DATA EXTRACTS Block Start

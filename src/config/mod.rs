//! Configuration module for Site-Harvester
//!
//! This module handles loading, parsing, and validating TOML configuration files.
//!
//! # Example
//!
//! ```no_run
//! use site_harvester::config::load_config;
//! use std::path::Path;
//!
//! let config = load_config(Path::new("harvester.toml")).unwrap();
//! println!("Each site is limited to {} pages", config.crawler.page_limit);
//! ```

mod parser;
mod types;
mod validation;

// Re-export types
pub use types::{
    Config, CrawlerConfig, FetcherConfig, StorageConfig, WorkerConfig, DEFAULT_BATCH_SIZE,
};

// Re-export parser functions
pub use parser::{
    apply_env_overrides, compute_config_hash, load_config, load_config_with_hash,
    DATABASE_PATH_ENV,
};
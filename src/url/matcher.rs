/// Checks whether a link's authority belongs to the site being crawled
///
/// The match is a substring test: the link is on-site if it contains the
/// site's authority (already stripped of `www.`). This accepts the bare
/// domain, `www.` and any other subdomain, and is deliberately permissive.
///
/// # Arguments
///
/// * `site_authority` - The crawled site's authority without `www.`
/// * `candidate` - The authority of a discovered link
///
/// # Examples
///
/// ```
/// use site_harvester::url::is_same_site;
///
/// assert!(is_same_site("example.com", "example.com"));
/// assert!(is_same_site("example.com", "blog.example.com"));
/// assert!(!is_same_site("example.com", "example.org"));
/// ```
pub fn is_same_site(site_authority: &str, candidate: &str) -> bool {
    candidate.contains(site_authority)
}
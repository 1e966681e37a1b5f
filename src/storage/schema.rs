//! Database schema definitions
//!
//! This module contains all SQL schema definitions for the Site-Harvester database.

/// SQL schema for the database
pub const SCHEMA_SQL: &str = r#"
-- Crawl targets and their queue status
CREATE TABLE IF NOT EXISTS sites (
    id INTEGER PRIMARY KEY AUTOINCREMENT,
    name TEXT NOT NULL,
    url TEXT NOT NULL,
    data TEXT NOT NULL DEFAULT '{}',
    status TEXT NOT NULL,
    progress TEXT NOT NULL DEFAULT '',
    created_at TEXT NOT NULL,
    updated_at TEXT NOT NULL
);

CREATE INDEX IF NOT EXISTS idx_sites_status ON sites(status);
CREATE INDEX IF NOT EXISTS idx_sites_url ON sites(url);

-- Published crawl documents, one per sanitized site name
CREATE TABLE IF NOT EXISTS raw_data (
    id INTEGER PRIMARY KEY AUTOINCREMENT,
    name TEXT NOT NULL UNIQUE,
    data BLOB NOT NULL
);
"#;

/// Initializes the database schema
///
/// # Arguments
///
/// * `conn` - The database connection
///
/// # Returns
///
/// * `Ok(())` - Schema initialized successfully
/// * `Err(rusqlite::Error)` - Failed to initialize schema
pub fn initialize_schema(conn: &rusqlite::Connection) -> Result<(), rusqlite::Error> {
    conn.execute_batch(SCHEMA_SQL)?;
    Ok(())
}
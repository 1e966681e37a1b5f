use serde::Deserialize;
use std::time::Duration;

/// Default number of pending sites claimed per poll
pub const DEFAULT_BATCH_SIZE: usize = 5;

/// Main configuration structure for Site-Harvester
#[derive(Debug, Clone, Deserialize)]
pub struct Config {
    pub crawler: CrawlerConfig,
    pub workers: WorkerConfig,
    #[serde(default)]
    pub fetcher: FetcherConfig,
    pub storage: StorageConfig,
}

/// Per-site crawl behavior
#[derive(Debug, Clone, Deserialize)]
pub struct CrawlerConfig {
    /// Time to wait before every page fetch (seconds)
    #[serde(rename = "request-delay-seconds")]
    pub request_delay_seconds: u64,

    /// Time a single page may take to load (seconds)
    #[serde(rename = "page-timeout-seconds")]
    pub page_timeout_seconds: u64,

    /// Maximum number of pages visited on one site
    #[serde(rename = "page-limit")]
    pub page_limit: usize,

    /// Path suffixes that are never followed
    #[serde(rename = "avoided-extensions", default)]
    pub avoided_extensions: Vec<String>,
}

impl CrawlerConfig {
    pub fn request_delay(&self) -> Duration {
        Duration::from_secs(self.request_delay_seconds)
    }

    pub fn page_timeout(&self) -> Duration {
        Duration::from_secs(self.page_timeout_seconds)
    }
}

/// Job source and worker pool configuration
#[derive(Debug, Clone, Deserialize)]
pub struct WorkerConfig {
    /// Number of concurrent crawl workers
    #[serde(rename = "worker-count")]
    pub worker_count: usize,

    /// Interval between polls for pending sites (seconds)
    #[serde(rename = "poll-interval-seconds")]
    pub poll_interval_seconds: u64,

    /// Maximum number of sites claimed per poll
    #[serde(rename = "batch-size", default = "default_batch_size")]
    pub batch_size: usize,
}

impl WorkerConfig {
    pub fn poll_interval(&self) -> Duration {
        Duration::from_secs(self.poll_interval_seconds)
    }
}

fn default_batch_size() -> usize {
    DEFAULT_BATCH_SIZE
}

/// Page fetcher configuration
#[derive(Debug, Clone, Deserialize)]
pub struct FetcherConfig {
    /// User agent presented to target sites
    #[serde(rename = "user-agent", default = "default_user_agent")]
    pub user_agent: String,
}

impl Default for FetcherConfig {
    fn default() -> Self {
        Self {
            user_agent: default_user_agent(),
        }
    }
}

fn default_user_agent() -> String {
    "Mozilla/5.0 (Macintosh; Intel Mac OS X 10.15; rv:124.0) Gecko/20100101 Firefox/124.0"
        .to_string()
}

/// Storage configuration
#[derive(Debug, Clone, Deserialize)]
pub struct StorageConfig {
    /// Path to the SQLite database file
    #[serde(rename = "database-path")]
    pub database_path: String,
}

DATA EXTRACTS Block End

YOUR TASK:
Looking at the records above, tally the lines holding "usize" and reply with that number only.

ANSWER TO THE PROBLEM:
5